Using the Canon Hack Dev. Kit -- Enables Cameras to Perform Neat Tricks - A_A
http://spectrum.ieee.org/geek-life/hands-on/using-the-canon-hack-development-kit

======
listic
CHDK is great, but Canon's point&shoot cameras are so hackable because Canon
made it so (you just have to put something on SD, no need for permanent
firmware change), presumably for their own internal reasons (easier
debugging?).

This is a question that bothers me a great deal - with all the flourishing of
Open Source, are our systems on average getting more Open?

------
ShabbyDoo
What's the disadvantage of openness for Canon? It's not like the firmware was
limiting features as a way of artificially segmenting the market, so they're
not losing revenue because of circumvented price discrimination. Presuming
that there are controls outside the firmware's control which prevent hardware
damage (and therefore warranty claims), what's the issue with limiting
customer service and warranty claims to only issues experienced with the
standard firmware?

Why not go a step further and ship the camera with a grandma-friendly firmware
but host an open source community which provides various Canon-curated
firmware versions? What could be done to make Canon's cameras suitable for
even more cool hacks?
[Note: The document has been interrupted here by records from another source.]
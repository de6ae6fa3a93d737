//! Error types for focus-core operations.
//!
//! Corruption of the persisted document is deliberately absent here: it is
//! always resolved inside the store by repair or reset and never reaches a
//! caller.

use std::path::PathBuf;

// ═══════════════════════════════════════════════════════════════════════════════
// Backend Errors
// ═══════════════════════════════════════════════════════════════════════════════

/// Failure reported by a key-value backend for a single attempt.
#[derive(Debug, Clone, thiserror::Error, PartialEq, Eq)]
#[error("{operation} {key}: {message}")]
pub struct StorageError {
    pub operation: &'static str,
    pub key: String,
    pub message: String,
}

impl StorageError {
    pub fn new(operation: &'static str, key: &str, message: impl Into<String>) -> Self {
        Self {
            operation,
            key: key.to_string(),
            message: message.into(),
        }
    }
}

/// Failure reported by the delayed-callback scheduler.
#[derive(Debug, Clone, thiserror::Error, PartialEq, Eq)]
#[error("scheduler {timer}: {message}")]
pub struct SchedulerError {
    pub timer: String,
    pub message: String,
}

impl SchedulerError {
    pub fn new(timer: &str, message: impl Into<String>) -> Self {
        Self {
            timer: timer.to_string(),
            message: message.into(),
        }
    }
}

// ═══════════════════════════════════════════════════════════════════════════════
// Core Error
// ═══════════════════════════════════════════════════════════════════════════════

/// All errors that can surface from focus-core operations.
#[derive(Debug, thiserror::Error)]
pub enum FocusError {
    // ─────────────────────────────────────────────────────────────────────
    // Caller Errors (rejected synchronously, never retried)
    // ─────────────────────────────────────────────────────────────────────
    #[error("Invalid {field}: {reason}")]
    Validation { field: &'static str, reason: String },

    #[error("Conflict: {0}")]
    Conflict(String),

    #[error("No active {0}")]
    NotActive(&'static str),

    #[error("Session is not paused")]
    NotPaused,

    // ─────────────────────────────────────────────────────────────────────
    // I/O Errors (surfaced after the retry ceiling)
    // ─────────────────────────────────────────────────────────────────────
    #[error("Storage failed after {attempts} attempts: {source}")]
    Storage {
        attempts: u32,
        #[source]
        source: StorageError,
    },

    #[error("Scheduler failed after {attempts} attempts: {source}")]
    Scheduler {
        attempts: u32,
        #[source]
        source: SchedulerError,
    },

    #[error("JSON error: {context}: {source}")]
    Json {
        context: String,
        #[source]
        source: serde_json::Error,
    },

    // ─────────────────────────────────────────────────────────────────────
    // Configuration Errors
    // ─────────────────────────────────────────────────────────────────────
    #[error("Configuration file malformed: {path}: {details}")]
    ConfigMalformed { path: PathBuf, details: String },

    #[error("Home directory not found")]
    HomeDirNotFound,
}

impl FocusError {
    pub fn validation(field: &'static str, reason: impl Into<String>) -> Self {
        FocusError::Validation {
            field,
            reason: reason.into(),
        }
    }

    /// Short machine-readable code, used on the IPC wire.
    pub fn code(&self) -> &'static str {
        match self {
            FocusError::Validation { .. } => "validation_error",
            FocusError::Conflict(_) => "conflict_error",
            FocusError::NotActive(_) | FocusError::NotPaused => "not_active_error",
            FocusError::Storage { .. } => "storage_error",
            FocusError::Scheduler { .. } => "scheduler_error",
            FocusError::Json { .. } => "serialization_error",
            FocusError::ConfigMalformed { .. } | FocusError::HomeDirNotFound => "config_error",
        }
    }
}

/// Convenience type alias for Results using FocusError.
pub type Result<T> = std::result::Result<T, FocusError>;

impl From<FocusError> for String {
    fn from(err: FocusError) -> String {
        err.to_string()
    }
}

#[cfg(test)]
mod tests {
    use super::*;

    #[test]
    fn storage_error_display_includes_key() {
        let err = FocusError::Storage {
            attempts: 3,
            source: StorageError::new("set", "gameState", "disk full"),
        };
        assert_eq!(
            err.to_string(),
            "Storage failed after 3 attempts: set gameState: disk full"
        );
        assert_eq!(err.code(), "storage_error");
    }

    #[test]
    fn not_paused_shares_not_active_code() {
        assert_eq!(FocusError::NotPaused.code(), "not_active_error");
        assert_eq!(FocusError::NotActive("session").code(), "not_active_error");
    }
}
const CORE_SECTIONS: [&str; 4] = ["player", "progression", "settings", "statistics"];

/// A value paired with whether repair changed it.
#[derive(Debug, Clone, PartialEq)]
pub struct Repaired<T> {
    pub value: T,
    pub repaired: bool,
}

impl<T> Repaired<T> {
    fn kept(value: T) -> Self {
        Self {
            value,
            repaired: false,
        }
    }

    fn changed(value: T) -> Self {
        Self {
            value,
            repaired: true,
        }
    }
}

// ─────────────────────────────────────────────────────────────────────────────
// Rules
// ─────────────────────────────────────────────────────────────────────────────

#[derive(Debug, Clone, Copy)]
pub enum FieldKind {
    /// Integer in `min..=max`; finite non-negative numbers are floored.
    Integer { min: u64, max: u64 },
    /// Any JSON number. Zero is a valid value.
    Number,
    Bool,
    Text,
    OptionalText,
    /// Epoch milliseconds.
    Timestamp,
    OptionalTimestamp,
    /// `YYYY-MM-DD` or null.
    OptionalDate,
    /// Array of strings; non-string entries are dropped.
    TextSet,
    /// Array of integers `<= max`; other entries are dropped.
    IntegerSet { max: u64 },
    Record(&'static [FieldRule]),
}

#[derive(Debug, Clone, Copy)]
pub struct FieldRule {
    pub key: &'static str,
    pub kind: FieldKind,
}

const fn rule(key: &'static str, kind: FieldKind) -> FieldRule {
    FieldRule { key, kind }
}

const fn int(min: u64, max: u64) -> FieldKind {
    FieldKind::Integer { min, max }
}

const STATS_RULES: &[FieldRule] = &[
    rule("spirit", FieldKind::Number),
    rule("harmony", FieldKind::Number),
    rule("soulflow", FieldKind::Number),
];

const COSMETICS_RULES: &[FieldRule] = &[
    rule("ownedThemes", FieldKind::TextSet),
    rule("ownedSprites", FieldKind::TextSet),
    rule("activeTheme", FieldKind::Text),
    rule("activeSprite", FieldKind::Text),
];

const PLAYER_RULES: &[FieldRule] = &[
    rule("level", int(1, U32)),
    rule("experience", int(0, U64)),
    rule("experienceToNextLevel", int(1, U64)),
    rule("currency", int(0, U64)),
    rule("stats", FieldKind::Record(STATS_RULES)),
    rule("skillPoints", int(0, U32)),
    rule("cosmetics", FieldKind::Record(COSMETICS_RULES)),
];

const IDLE_RULES: &[FieldRule] = &[
    rule("lastCollectionTime", FieldKind::OptionalTimestamp),
    rule("accumulatedUnits", int(0, U64)),
    rule("fractionalUnits", FieldKind::Number),
];

const PROGRESSION_RULES: &[FieldRule] = &[
    rule("currentBossIndex", int(0, U32)),
    rule("currentBossResolve", int(0, U64)),
    rule("defeatedBosses", FieldKind::IntegerSet { max: U32 }),
    rule("idleState", FieldKind::Record(IDLE_RULES)),
];

const SETTINGS_RULES: &[FieldRule] = &[
    rule(
        "sessionDurationMinutes",
        int(MIN_SESSION_MINUTES as u64, MAX_SESSION_MINUTES as u64),
    ),
    rule(
        "breakDurationMinutes",
        int(MIN_BREAK_MINUTES as u64, MAX_BREAK_MINUTES as u64),
    ),
    rule("autoStartBreak", FieldKind::Bool),
    rule("autoCompleteTaskDefault", FieldKind::Bool),
    rule("notificationsEnabled", FieldKind::Bool),
    rule("soundEnabled", FieldKind::Bool),
    rule("strictMode", FieldKind::Bool),
    rule("syncCosmetics", FieldKind::Bool),
];
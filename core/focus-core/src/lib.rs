//! # focus-core
//!
//! Core library for Focus Quest: the persistent session-lifecycle subsystem
//! shared by the daemon and any other host.
//!
//! ## Design Principles
//!
//! - **Synchronous**: No async runtime dependency. Hosts deliver timer
//!   callbacks on whatever thread they like.
//! - **Single writer**: One `ScheduleReconciler` owns one `StateStore`; every
//!   mutation is serialized through it.
//! - **Suspension-safe**: Deadlines are derived from persisted start times, so
//!   a host killed between any two operations settles correctly on resume.
//! - **Never fatal**: Corruption is repaired or reset inside the store and
//!   storage failures surface as errors and events, never panics.
//!
//! ## Quick Start
//!
//! ```rust,ignore
//! use std::sync::Arc;
//! use focus_core::{FileStore, ManualScheduler, ScheduleReconciler, StartRequest, StateStore};
//!
//! let store = StateStore::new(FileStore::new("/tmp/focus"));
//! let reconciler = ScheduleReconciler::new(store, Arc::new(ManualScheduler::new()));
//! reconciler.reconcile_on_resume()?;
//! reconciler.start_session(StartRequest::default())?;
//! ```

pub mod clock;
pub mod config;
pub mod error;
pub mod events;
pub mod reconcile;
pub mod session;
pub mod storage;
pub mod store;
pub mod types;

pub use clock::{Clock, ManualClock, SystemClock};
pub use config::{load_config, FocusConfig, IdleConfig, RetryConfig, TimerConfig};
pub use error::{FocusError, Result, SchedulerError, StorageError};
pub use events::{ChannelSink, EventSink, FocusEvent, LogSink, MemorySink, NullSink};
pub use reconcile::*;
pub use session::SessionResult;
pub use storage::{StorageConfig, BACKUP_KEY, GAME_STATE_KEY, SYNCED_COSMETICS_KEY};
pub use store::{
    Backup, FileStore, KeyValueStore, LoadReport, MemoryStore, MigrationChain, MigrationOutcome,
    RetryPolicy, StateStore,
};
pub use types::*;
How could this not sell cameras? Those most trusted by
non-techies to recommend products surely would hold more favorable opinions of
those cameras as a result.

------
wzdd
CHDK is amazing, not least because it runs on such a wide range of cameras.
I'm doing some book scanning at the moment using a home-made scanning support,
Tesseract OCR software, and an ancient A570 camera running CHDK so I can get a
remote shutter. Setting the whole thing up was far less painful than expected.

------
pluies
CHDK is an awesome hack.

Last time I've heard of it, no DSLRs was supported, only PowerShots. It looks
like they managed to get custom firmwares working for the 400D, 550D and the
5D mkII — still all very alpha stage, but that's very good news. :)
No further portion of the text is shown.